About this exercise: Reproduce each line from the first in the data through the line that contains "relative to range" exactly; give nothing else.

*** Recorded data ***

//! Trend-gated reversal detectors
//!
//! Every detector owns a [`Window`](crate::window::Window) of recent bars and
//! classifies each new bar against the trend formed by the bars before it.
//!
//! - **Hammer**: long lower shadow, small bullish body
//! - **Inverted Hammer**: long upper shadow, small bullish body
//! - **Doji**: body negligible relative to range

pub mod helpers;

/// Generate `with_defaults()` -> `Self::default()` for multiple detector types.
macro_rules! impl_with_defaults {
  ($($detector:ty),* $(,)?) => {
    $(impl $detector {
      pub fn with_defaults() -> Self { Self::default() }
    })*
  };
}

pub mod doji;
pub mod hammer;
pub mod inverted_hammer;

impl_with_defaults!(HammerDetector, InvertedHammerDetector, DojiDetector);

// Re-export all detectors for convenience
pub use doji::*;
pub use hammer::*;
pub use helpers::*;
pub use inverted_hammer::*;
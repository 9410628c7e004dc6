//! Rolling bar window owned by a single detector.

use std::collections::VecDeque;

use crate::{Candle, Period};

/// Fixed-capacity FIFO of the most recent `trend_periods + 1` candles, oldest first.
///
/// The buffer is kept contiguous after every push so the whole window can be
/// handed out as a slice.
#[derive(Debug, Clone)]
pub struct Window {
    bars: VecDeque<Candle>,
    capacity: usize,
}

impl Window {
    /// Window sized for a trend lookback: holds `trend_periods + 1` bars.
    pub fn for_trend(trend_periods: Period) -> Self {
        Self::with_capacity(trend_periods.get() + 1)
    }

    pub fn with_capacity(capacity: usize) -> Self {
        let capacity = capacity.max(1);
        Self {
            bars: VecDeque::with_capacity(capacity + 1),
            capacity,
        }
    }

    /// Append a bar, evicting the oldest once capacity is exceeded.
    pub fn push(&mut self, candle: Candle) {
        self.bars.push_back(candle);
        while self.bars.len() > self.capacity {
            self.bars.pop_front();
        }
        self.bars.make_contiguous();
    }

    #[inline]
    pub fn len(&self) -> usize {
        self.bars.len()
    }

    #[inline]
    pub fn is_empty(&self) -> bool {
        self.bars.is_empty()
    }

    #[inline]
    pub fn capacity(&self) -> usize {
        self.capacity
    }

    #[inline]
    pub fn is_full(&self) -> bool {
        self.bars.len() == self.capacity
    }

    /// Most recently pushed bar.
    #[inline]
    pub fn latest(&self) -> Option<&Candle> {
        self.bars.back()
    }

    pub fn iter(&self) -> impl DoubleEndedIterator<Item = &Candle> + ExactSizeIterator {
        self.bars.iter()
    }

    /// All buffered bars, oldest first.
    #[inline]
    pub fn as_slice(&self) -> &[Candle] {
        // contiguous since `push`
        self.bars.as_slices().0
    }

    /// Buffered bars preceding the newest one.
    pub fn history(&self) -> &[Candle] {
        let bars = self.as_slice();
        match bars.len() {
            0 => bars,
            n => &bars[..n - 1],
        }
    }

    /// Resize the window, dropping the oldest bars if it shrinks.
    pub fn set_capacity(&mut self, capacity: usize) {
        self.capacity = capacity.max(1);
        while self.bars.len() > self.capacity {
            self.bars.pop_front();
        }
        self.bars.make_contiguous();
    }

    pub fn clear(&mut self) {
        self.bars.clear();
    }
}
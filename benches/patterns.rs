//! Benchmarks for streaming reversal detection.

use candle_reversal::prelude::*;
use chrono::{DateTime, Utc};
use criterion::{black_box, criterion_group, criterion_main, BenchmarkId, Criterion};

/// Generate a deterministic wandering bar series
fn generate_bars(n: usize) -> Vec<Candle> {
  let mut bars = Vec::with_capacity(n);
  let mut price = 100.0;

  for i in 0..n {
    let change = ((i * 7 + 13) % 100) as f64 / 50.0 - 1.0; // Deterministic "random"
    let volatility = 2.0 + ((i * 3) % 10) as f64 / 5.0;

    let o = price;
    let c = price + change;
    let h = o.max(c) + volatility * 0.5;
    let l = o.min(c) - volatility * 0.5;
    let ts = DateTime::<Utc>::from_timestamp(1_700_000_000 + i as i64 * 60, 0).unwrap_or_default();

    bars.push(Candle::new(o, h, l, c, 1000.0, ts));
    price = c.max(1.0);
  }

  bars
}

fn bench_single_detector(c: &mut Criterion) {
  let bars = generate_bars(1000);

  c.bench_function("hammer_1000_bars", |b| {
    b.iter(|| {
      let mut hammer = HammerDetector::with_defaults();
      for bar in &bars {
        let _ = black_box(hammer.detect_candle("BENCH", black_box(*bar)));
      }
    })
  });
}

fn bench_all_patterns(c: &mut Criterion) {
  let bars = generate_bars(1000);

  c.bench_function("engine_all_patterns_1000_bars", |b| {
    b.iter(|| {
      let mut engine = EngineBuilder::new().with_all_defaults().build().unwrap();
      for bar in &bars {
        let _ = black_box(engine.on_bar("BENCH", black_box(*bar)));
      }
    })
  });
}

fn bench_trend_periods(c: &mut Criterion) {
  let bars = generate_bars(1000);
  let mut group = c.benchmark_group("trend_periods");

  for periods in [5usize, 10, 20] {
    let config = HammerConfig {
      trend: TrendConfig { trend_periods: Period::new(periods).unwrap(), ..TrendConfig::default() },
      ..HammerConfig::default()
    };

    group.bench_with_input(BenchmarkId::from_parameter(periods), &bars, |b, bars| {
      b.iter(|| {
        let mut hammer = HammerDetector::new(config).unwrap();
        for bar in bars {
          let _ = black_box(hammer.detect_candle("BENCH", *bar));
        }
      })
    });
  }

  group.finish();
}

fn bench_parallel_scan(c: &mut Criterion) {
  let series: Vec<(String, Vec<Candle>)> =
    (0..16).map(|i| (format!("SYM{i}"), generate_bars(1000))).collect();

  c.bench_function("scan_parallel_16x1000", |b| {
    b.iter(|| {
      let instruments: Vec<(&str, &[Candle])> =
        series.iter().map(|(s, bars)| (s.as_str(), bars.as_slice())).collect();
      black_box(scan_parallel(|| EngineBuilder::new().with_all_defaults().build(), instruments))
    })
  });
}

criterion_group!(
  benches,
  bench_single_detector,
  bench_all_patterns,
  bench_trend_periods,
  bench_parallel_scan
);
criterion_main!(benches);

*** End of Recorded data ***

Response box:
//! Trend-gated reversal detectors
//!
//! Every detector owns a [`Window`](crate::window::Window) of recent bars and
//! classifies each new bar against the trend formed by the bars before it.
//!
//! - **Hammer**: long lower shadow, small bullish body
//! - **Inverted Hammer**: long upper shadow, small bullish body
//! - **Doji**: body negligible relative to range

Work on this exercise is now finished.